**Instructions for the task**. From the data below, give the number of lines holding the word "sprite", with nothing else added.

**Data for this exercise**.
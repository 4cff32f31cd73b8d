use super::Rgb;
use super::font;
use super::sprite::{BlitMode, KEY_COLOR, Sprite};
use crossterm::{cursor, queue, style};
use std::io::{self, Write};

/// Off-screen drawing target at the game's native resolution.
pub struct Frame {
    w: usize,
    h: usize,
    px: Vec<Rgb>,
}

impl Frame {
    pub fn new(w: usize, h: usize) -> Self {
        Self {
            w,
            h,
            px: vec![Rgb(0, 0, 0); w * h],
        }
    }

    pub fn width(&self) -> usize {
        self.w
    }

    pub fn height(&self) -> usize {
        self.h
    }

    pub fn set(&mut self, x: i32, y: i32, c: Rgb) {
        if x >= 0 && y >= 0 && (x as usize) < self.w && (y as usize) < self.h {
            self.px[y as usize * self.w + x as usize] = c;
        }
    }

    pub fn get(&self, x: usize, y: usize) -> Rgb {
        self.px[y * self.w + x]
    }

    pub fn fill_rect(&mut self, x: i32, y: i32, w: i32, h: i32, c: Rgb) {
        for dy in 0..h {
            for dx in 0..w {
                self.set(x + dx, y + dy, c);
            }
        }
    }

    /// Copy a sprite with its top-left corner at (x, y), clipped to the
    /// frame. `Xray` skips key-colored pixels.
    pub fn blit(&mut self, sprite: &Sprite, x: i32, y: i32, mode: BlitMode) {
        for sy in 0..sprite.height() {
            for sx in 0..sprite.width() {
                let c = sprite.get(sx, sy);
                if mode == BlitMode::Xray && c == KEY_COLOR {
                    continue;
                }
                self.set(x + sx as i32, y + sy as i32, c);
            }
        }
    }

    /// Draw text with a one-pixel drop shadow. Glyphs are scaled 2x so
    /// they survive the downscale to terminal cells.
    pub fn text(&mut self, x: i32, y: i32, text: &str, c: Rgb) {
        const SCALE: i32 = 2;
        for (i, ch) in text.chars().enumerate() {
            let Some(glyph) = font::glyph(ch) else {
                continue;
            };
            let gx = x + i as i32 * font::ADVANCE * SCALE;
            for row in 0..font::HEIGHT {
                for col in 0..font::WIDTH {
                    if glyph[row * font::WIDTH + col] == 1 {
                        let px = gx + col as i32 * SCALE;
                        let py = y + row as i32 * SCALE;
                        self.fill_rect(px + 1, py + 1, SCALE, SCALE, super::SHADOW);
                        self.fill_rect(px, py, SCALE, SCALE, c);
                    }
                }
            }
        }
    }
}

/// Terminal-sized pixel grid. Each character cell shows two stacked
/// pixels using the upper half block.
pub struct Screen {
    w: usize,
    h: usize, // pixel height = terminal rows * 2
    px: Vec<Rgb>,
}

impl Screen {
    pub fn new(cols: u16, rows: u16) -> Self {
        let (w, h) = (cols as usize, rows as usize * 2);
        Self {
            w,
            h,
            px: vec![Rgb(0, 0, 0); w * h],
        }
    }

    pub fn resize(&mut self, cols: u16, rows: u16) {
        self.w = cols as usize;
        self.h = rows as usize * 2;
        self.px.clear();
        self.px.resize(self.w * self.h, Rgb(0, 0, 0));
    }

    fn get(&self, x: usize, y: usize) -> Rgb {
        self.px[y * self.w + x]
    }

    /// Nearest-neighbour scale of the frame into the largest centered
    /// rectangle with the same aspect ratio. The rest is black.
    pub fn scale_from(&mut self, frame: &Frame) {
        let (fw, fh) = (frame.width(), frame.height());
        if self.w == 0 || self.h == 0 || fw == 0 || fh == 0 {
            return;
        }
        let (tw, th) = if self.w * fh > self.h * fw {
            (self.h * fw / fh, self.h)
        } else {
            (self.w, self.w * fh / fw)
        };
        let ox = (self.w - tw) / 2;
        let oy = (self.h - th) / 2;

        self.px.fill(Rgb(0, 0, 0));
        for y in 0..th {
            let src_y = y * fh / th;
            for x in 0..tw {
                let src_x = x * fw / tw;
                self.px[(oy + y) * self.w + ox + x] = frame.get(src_x, src_y);
            }
        }
    }

    pub fn render(&self, out: &mut impl Write) -> io::Result<()> {
        queue!(out, cursor::MoveTo(0, 0))?;
        let rows = self.h / 2;
        let mut prev_fg = Rgb(0, 0, 0);
        let mut prev_bg = Rgb(0, 0, 0);
        let mut need_fg = true;
        let mut need_bg = true;

        for row in 0..rows {
            for col in 0..self.w {
                let top = self.get(col, row * 2);
                let bot = self.get(col, row * 2 + 1);

                if top == bot {
                    if need_bg || prev_bg != top {
                        queue!(out, style::SetBackgroundColor(top.into()))?;
                        prev_bg = top;
                        need_bg = false;
                    }
                    queue!(out, style::Print(' '))?;
                } else {
                    if need_fg || prev_fg != top {
                        queue!(out, style::SetForegroundColor(top.into()))?;
                        prev_fg = top;
                        need_fg = false;
                    }
                    if need_bg || prev_bg != bot {
                        queue!(out, style::SetBackgroundColor(bot.into()))?;
                        prev_bg = bot;
                        need_bg = false;
                    }
                    queue!(out, style::Print('\u{2580}'))?; // ▀
                }
            }
            if row + 1 < rows {
                queue!(out, style::ResetColor, style::Print("\r\n"))?;
                need_fg = true;
                need_bg = true;
            }
        }
        queue!(out, style::ResetColor)?;
        out.flush()
    }

    /// Scale the finished frame onto the terminal and flush it.
    pub fn present(&mut self, frame: &Frame, out: &mut impl Write) -> io::Result<()> {
        self.scale_from(frame);
        self.render(out)
    }
}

**Response to the task**. 6